## PROBLEM DESCRIPTION
Quote each record exactly, please, leaving none out.

## Dataset entries
......

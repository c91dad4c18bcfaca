use jsonwebtoken::Algorithm;

/// Token engine errors.
#[derive(Debug, thiserror::Error)]
pub enum TokenError {
    #[error("unknown signing key: {0}")]
    UnknownKey(String),

    #[error("duplicate signing key: {0}")]
    DuplicateKey(String),

    #[error("invalid signing key: {0}")]
    InvalidKey(String),

    #[error("token carries no key identifier")]
    MissingKeyId,

    #[error("unexpected signing method: {0:?}")]
    MethodMismatch(Algorithm),

    #[error("unexpected content type: {0:?}")]
    ContentTypeMismatch(Option<String>),

    #[error("invalid duration: {0}")]
    InvalidDuration(String),

    #[error("jwt error: {0}")]
    Jwt(#[from] jsonwebtoken::errors::Error),
}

......

## ANSWER TO THE EXERCISE
repository c91dad4c18bcfaca
use jsonwebtoken::Algorithm;

/// Token engine errors.
#[derive(Debug, thiserror::Error)]
pub enum TokenError {
    #[error("unknown signing key: {0}")]
    UnknownKey(String),

    #[error("duplicate signing key: {0}")]
    DuplicateKey(String),

    #[error("invalid signing key: {0}")]
    InvalidKey(String),

    #[error("token carries no key identifier")]
    MissingKeyId,

    #[error("unexpected signing method: {0:?}")]
    MethodMismatch(Algorithm),

    #[error("unexpected content type: {0:?}")]
    ContentTypeMismatch(Option<String>),

    #[error("invalid duration: {0}")]
    InvalidDuration(String),

    #[error("jwt error: {0}")]
    Jwt(#[from] jsonwebtoken::errors::Error),
}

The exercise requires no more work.